From The Economist:
"SOME people, notably Richard Dawkins, an evolutionary biologist at Oxford University, regard religion as a disease. It spreads, they suggest, like a virus, except that the “viruses” are similar to those infecting computers—bits of cultural software that take over the hardware of the brain and make it do irrational things.
Corey Fincher, of the University of New Mexico, has a different hypothesis for the origin of religious diversity. He thinks not that religions are like disease but that they are responses to disease—or, rather, to the threat of disease. If he is right, then people who believe that their religion protects them from harm may be correct, although the protection is of a different sort from the supernatural one they perceive."
(I am skipping down to the evidence for this idea):
"The two researchers also looked at anthropological data on how much people in “traditional” (ie, non-urban) societies move around in different parts of the world. They found that in more religiously diverse (and more disease-ridden) places people move shorter distances than in healthier, religiously monotonous societies. The implication is that religious diversity causes people to keep themselves to themselves, and thus makes it harder for them to catch germs from infidels.

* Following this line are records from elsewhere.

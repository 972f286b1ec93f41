use super::{lock_voice, CaptureError, SharedVoice};
use async_trait::async_trait;
use std::{io::Cursor, time::Duration};
use tokio::{
    sync::oneshot,
    task::JoinHandle,
    time::{interval, Instant, MissedTickBehavior},
};
use tracing::{debug, warn};

const CAPTURE_TICK: Duration = Duration::from_millis(20);

/// Opens capture sinks bound to a voice.
pub trait CaptureDevice: Send + Sync {
    fn open(&self, voice: SharedVoice) -> Result<Box<dyn CaptureSink>, CaptureError>;
}

/// A recorder tapping one voice in real time.
#[async_trait]
pub trait CaptureSink: Send {
    async fn start(&mut self) -> Result<(), CaptureError>;

    /// Stops capturing and returns the encoded recording.
    async fn stop(&mut self) -> Result<Vec<u8>, CaptureError>;

    /// Releases the voice and any running capture. Safe to call repeatedly.
    fn dispose(&mut self);
}

/// Captures voices into 16-bit mono WAV.
#[derive(Debug, Default, Clone, Copy)]
pub struct WavCapture;

impl CaptureDevice for WavCapture {
    fn open(&self, voice: SharedVoice) -> Result<Box<dyn CaptureSink>, CaptureError> {
        Ok(Box::new(WavRecorder::new(voice)))
    }
}

struct Tap {
    stop_tx: oneshot::Sender<()>,
    task: JoinHandle<Vec<f32>>,
}

pub struct WavRecorder {
    voice: Option<SharedVoice>,
    sample_rate: u32,
    tap: Option<Tap>,
    stopped: bool,
}

impl WavRecorder {
    pub fn new(voice: SharedVoice) -> Self {
        let sample_rate = lock_voice(&voice).sample_rate();
        Self { voice: Some(voice), sample_rate, tap: None, stopped: false }
    }
}

#[async_trait]
impl CaptureSink for WavRecorder {
    async fn start(&mut self) -> Result<(), CaptureError> {
        if self.tap.is_some() || self.stopped {
            return Err(CaptureError::AlreadyStarted);
        }
        let voice = self.voice.clone().ok_or(CaptureError::Disposed)?;
        let (stop_tx, stop_rx) = oneshot::channel();
        let task = tokio::spawn(run_tap(voice, self.sample_rate, stop_rx));
        self.tap = Some(Tap { stop_tx, task });
        debug!(sample_rate = self.sample_rate, "capture started");
        Ok(())
    }

    async fn stop(&mut self) -> Result<Vec<u8>, CaptureError> {
        let tap = self.tap.take().ok_or(CaptureError::NotStarted)?;
        self.stopped = true;
        let _ = tap.stop_tx.send(());
        let samples = tap.task.await?;
        if samples.is_empty() {
            return Err(CaptureError::Empty);
        }
        debug!(samples = samples.len(), "capture stopped");
        encode_wav(&samples, self.sample_rate)
    }

    fn dispose(&mut self) {
        if let Some(tap) = self.tap.take() {
            warn!("disposing capture that was still running");
            tap.task.abort();
        }
        self.voice = None;
    }
}

impl Drop for WavRecorder {
    fn drop(&mut self) {
        self.dispose();
    }
}

/// Pulls samples from the voice as fast as wall-clock time passes.
async fn run_tap(
    voice: SharedVoice,
    sample_rate: u32,
    mut stop_rx: oneshot::Receiver<()>,
) -> Vec<f32> {
    let started = Instant::now();
    let mut samples = Vec::new();
    let mut ticker = interval(CAPTURE_TICK);
    ticker.set_missed_tick_behavior(MissedTickBehavior::Delay);

    loop {
        tokio::select! {
            _ = ticker.tick() => pull(&voice, sample_rate, started, &mut samples),
            _ = &mut stop_rx => {
                pull(&voice, sample_rate, started, &mut samples);
                break;
            }
        }
    }
    samples
}

fn pull(voice: &SharedVoice, sample_rate: u32, started: Instant, samples: &mut Vec<f32>) {
    let target = (started.elapsed().as_secs_f64() * f64::from(sample_rate)).round() as usize;
    if target > samples.len() {
        let missing = target - samples.len();
        lock_voice(voice).fill(samples, missing);
    }
}

pub fn encode_wav(samples: &[f32], sample_rate: u32) -> Result<Vec<u8>, CaptureError> {
    let spec = hound::WavSpec {
        channels: 1,
        sample_rate,
        bits_per_sample: 16,
        sample_format: hound::SampleFormat::Int,
    };
    let mut cursor = Cursor::new(Vec::new());
    let mut writer = hound::WavWriter::new(&mut cursor, spec)?;
    for sample in samples {
        let quantized = (sample.clamp(-1.0, 1.0) * f32::from(i16::MAX)).round() as i16;
        writer.write_sample(quantized)?;
    }
    writer.finalize()?;
    Ok(cursor.into_inner())
}
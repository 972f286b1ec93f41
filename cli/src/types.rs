use crate::mood::{Mood, Pitch, PitchError};
use chrono::{DateTime, Utc};
use serde::{Deserialize, Serialize};

#[derive(Debug, Clone, Serialize, Deserialize, PartialEq)]
pub struct MoodPayload {
    pub name: String,
    pub note: String,
    #[serde(default, skip_serializing_if = "Option::is_none")]
    pub color: Option<String>,
    #[serde(default, skip_serializing_if = "Option::is_none")]
    pub shape: Option<String>,
}

impl From<Mood> for MoodPayload {
    fn from(mood: Mood) -> Self {
        Self {
            name: mood.name().to_string(),
            note: mood.pitch().to_string(),
            color: Some(mood.color().to_string()),
            shape: Some(mood.shape().label().to_string()),
        }
    }
}

/// A journal entry as stored by the remote journal.
#[derive(Debug, Clone, Serialize, Deserialize, PartialEq)]
pub struct MoodRecord {
    #[serde(default, rename = "_id", alias = "id", skip_serializing_if = "Option::is_none")]
    pub id: Option<String>,
    pub mood: MoodPayload,
    #[serde(default, skip_serializing_if = "Option::is_none")]
    pub date: Option<DateTime<Utc>>,
}

impl MoodRecord {
    pub fn pitch(&self) -> Result<Pitch, PitchError> {
        self.mood.note.parse()
    }

    /// Maps the record back onto the catalog, by name first and then by note.
    pub fn resolve(&self) -> Option<Mood> {
        self.mood
            .name
            .parse::<Mood>()
            .ok()
            .or_else(|| self.pitch().ok().and_then(Mood::from_pitch))
    }
}

#[derive(Debug, Clone, Serialize)]
pub struct AddMoodRequest {
    pub mood: MoodPayload,
    pub date: DateTime<Utc>,
}

#[derive(Debug, Clone, Deserialize, Default)]
pub struct MoodsResponse {
    #[serde(default)]
    pub moods: Vec<MoodRecord>,
}

#[derive(Debug, Clone, Serialize)]
pub struct UpdateDayRequest {
    pub date: DateTime<Utc>,
    pub moods: Vec<MoodPayload>,
}

#[derive(Debug, Clone, Deserialize, Default)]
#[serde(rename_all = "camelCase")]
pub struct SavedMoodsResponse {
    #[serde(default)]
    pub saved_moods: Vec<MoodRecord>,
}

#[derive(Debug, Clone, Serialize)]
#[serde(rename_all = "camelCase")]
pub struct DeleteMoodsRequest {
    pub mood_ids: Vec<String>,
}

Of course, correlation is not causation. But religion is not the only cultural phenomenon that stops groups of people from mixing. Language has the same effect, and in another, as yet unpublished study Mr Fincher and Dr Thornhill found a similar relationship there too. Moreover, their search of the literature turned up work which suggests that xenophobia is linked psychologically with fear of disease (the dirty foreigner…). Perhaps, then, the underlying reason why there is so much hostility between ethnic groups is nothing to do with the groups themselves, but instead with the diseases they may bring."
My thoughts:
As the last paragraph states, correlation is not causation. Perhaps xenophobia, be it racial, cultural, or otherwise, served our ancestors well**. It is well known that Europeans brought some nasty diseases to the Native Americans back in the day. Then again, perhaps this study is flawed; After all, the Journal of Religion and Society found that, "higher rates of belief in and worship of a creator correlate with higher rates of homicide, juvenile and early adult mortality, STD infection rates, teen pregnancy, and abortion in the prosperous democracies."
** I want to make it known that I do not approve of racism or any other prejudice even if it had or has a biological benefit.